A Sudanese child receives the rotavirus vaccine.
A Sudanese child receives the rotavirus vaccine.

The study combines findings from numerous other studies as well as data collected in a World Health Organization-coordinated program, the Global Rotavirus Surveillance Network.

Study co-author Umesh Parashar, of the U.S. Centers for Disease Control and Prevention (CDC) says rotavirus infection is common throughout the world.

But he points out that children in richer countries usually get proper treatment if they get sick.

"In contrast, in developing countries, you get a lot more fatal outcomes," he says. "And this latest analysis that we have just completed, indicates there are about 453,000 deaths from rotavirus diarrhea globally."

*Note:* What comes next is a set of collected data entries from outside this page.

//! CLI command implementations.
//!
//! | Module   | Commands handled  |
//! |----------|-------------------|
//! | `serve`  | `Serve`           |
//! | `builds` | `Builds`, `Show`  |
//! | `init`   | `Init`            |

pub mod builds;
pub mod init;
pub mod serve;

pub use builds::{cmd_builds, cmd_show};
pub use init::cmd_init;
pub use serve::cmd_serve;
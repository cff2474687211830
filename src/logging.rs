//! Diagnostic tracing for the orchestrator process.
//!
//! Build and run output does not go through here; it is written to keyed
//! files by [`crate::log_store::LogStore`] and only mirrored into tracing when
//! the corresponding `display*Log` setting is on.

use tracing_subscriber::{EnvFilter, fmt, layer::SubscriberExt, util::SubscriberInitExt};

/// Initialize the global subscriber. Reads `RUST_LOG`; defaults to `info`, or
/// `debug` when `verbose` is set. Output goes to stderr.
pub fn init(verbose: bool) {
    let default = if verbose { "debug" } else { "info" };
    let filter = EnvFilter::try_from_default_env().unwrap_or_else(|_| EnvFilter::new(default));

    let _ = tracing_subscriber::registry()
        .with(filter)
        .with(fmt::layer().with_writer(std::io::stderr).compact())
        .try_init();
}
//! The build function contract and its script-backed implementation.

use std::future::Future;
use std::path::{Path, PathBuf};

use async_trait::async_trait;
use buildmgr_common::LaunchDescriptor;
use serde::{Deserialize, Serialize};

use super::spawn::{SpawnOptions, Spawner};
use crate::env::EnvMap;
use crate::errors::BuildFailure;
use crate::log_store::LogChannel;

pub const BUILD_SCRIPT: &str = "build.sh";
pub const RESULT_FILE: &str = ".buildmgr-result.json";

/// Everything a build function is given for one build.
pub struct BuildContext {
    pub build_id: String,
    pub env: EnvMap,
    pub param: serde_json::Value,
    pub spawner: Spawner,
    pub build_dir: PathBuf,
    pub console: LogChannel,
}

/// What a successful build returns.
#[derive(Debug, Clone, PartialEq, Serialize, Deserialize)]
pub struct BuildOutput {
    #[serde(default)]
    pub result: Option<serde_json::Value>,
    pub starting: LaunchDescriptor,
}

/// A user-supplied build step. Returning an error marks the build failed.
#[async_trait]
pub trait BuildFunction: Send + Sync {
    async fn build(&self, ctx: BuildContext) -> Result<BuildOutput, BuildFailure>;
}

#[async_trait]
impl<F, Fut> BuildFunction for F
where
    F: Fn(BuildContext) -> Fut + Send + Sync,
    Fut: Future<Output = Result<BuildOutput, BuildFailure>> + Send,
{
    async fn build(&self, ctx: BuildContext) -> Result<BuildOutput, BuildFailure> {
        self(ctx).await
    }
}

/// Runs `script/build.sh` inside the build directory.
///
/// The script receives the context as JSON on stdin
/// (`{buildId, env, param, buildDir}`), the build environment as process
/// environment, and `BUILDMGR_BUILD_ID`, `BUILDMGR_BUILD_DIR` and
/// `BUILDMGR_RESULT_FILE`. It must exit 0 and write
/// `{"result": ..., "starting": {"script": ...}}` to the result file.
pub struct ScriptBuildFunction {
    path: PathBuf,
}

impl ScriptBuildFunction {
    pub fn new(path: impl Into<PathBuf>) -> Self {
        Self { path: path.into() }
    }

    pub fn path(&self) -> &Path {
        &self.path
    }
}

#[derive(Serialize)]
#[serde(rename_all = "camelCase")]
struct ScriptInput<'a> {
    build_id: &'a str,
    env: &'a EnvMap,
    param: &'a serde_json::Value,
    build_dir: &'a Path,
}

#[async_trait]
impl BuildFunction for ScriptBuildFunction {
    async fn build(&self, ctx: BuildContext) -> Result<BuildOutput, BuildFailure> {
        let result_file = ctx.build_dir.join(RESULT_FILE);
        let _ = tokio::fs::remove_file(&result_file).await;

        let input = serde_json::to_vec(&ScriptInput {
            build_id: &ctx.build_id,
            env: &ctx.env,
            param: &ctx.param,
            build_dir: &ctx.build_dir,
        })
        .map_err(|e| BuildFailure::Other(e.into()))?;

        let mut env = ctx.env.clone();
        env.insert("BUILDMGR_BUILD_ID".into(), ctx.build_id.clone());
        env.insert("BUILDMGR_BUILD_DIR".into(), ctx.build_dir.display().to_string());
        env.insert("BUILDMGR_RESULT_FILE".into(), result_file.display().to_string());

        let code = ctx
            .spawner
            .spawn(
                vec![self.path.display().to_string()],
                SpawnOptions {
                    cwd: None,
                    stdin: Some(input),
                    env,
                },
            )
            .await?;
        if code != 0 {
            return Err(BuildFailure::ScriptExit { code });
        }

        let raw = tokio::fs::read_to_string(&result_file).await.map_err(|e| {
            BuildFailure::InvalidResult(format!("cannot read {}: {}", result_file.display(), e))
        })?;
        let _ = tokio::fs::remove_file(&result_file).await;
        serde_json::from_str(&raw).map_err(|e| BuildFailure::InvalidResult(e.to_string()))
    }
}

Of the nearly half-million rotavirus deaths each year among children younger than age five, India alone accounted for almost 100,000. Add in Pakistan, Nigeria, Ethiopia, and the Democratic Republic of the Congo, and those five nations account for more than half the rotavirus deaths worldwide.

Researchers wanted to establish a baseline of rotavirus-related deaths prior to the introduction of vaccines, which were licensed in 2006 but were just starting to be used in the timeframe covered by the study. Vaccinated populations were not included in this study.

Parashar says the vaccines were initially limited to more developed countries, because more testing was needed before they could be used in resource-poor settings.

"In 2009, we actually had data available from these clinical trials in Africa and Asia, and then the World Health Organization expanded to a global recommendation for rotavirus vaccines. So the vaccines are just about to be rolled out over the next two years."

The authors of this new paper say that as the vaccine is rolled out in the developing countries, rotavirus-related deaths should be substantially reduced.

"And so it really highlights the need to introduce these vaccines so we can really reap the full reward of vaccination in reducing diarrheal mortality."

Umesh Parashar and colleagues published the results of their study online in The Lancet Infectious Diseases.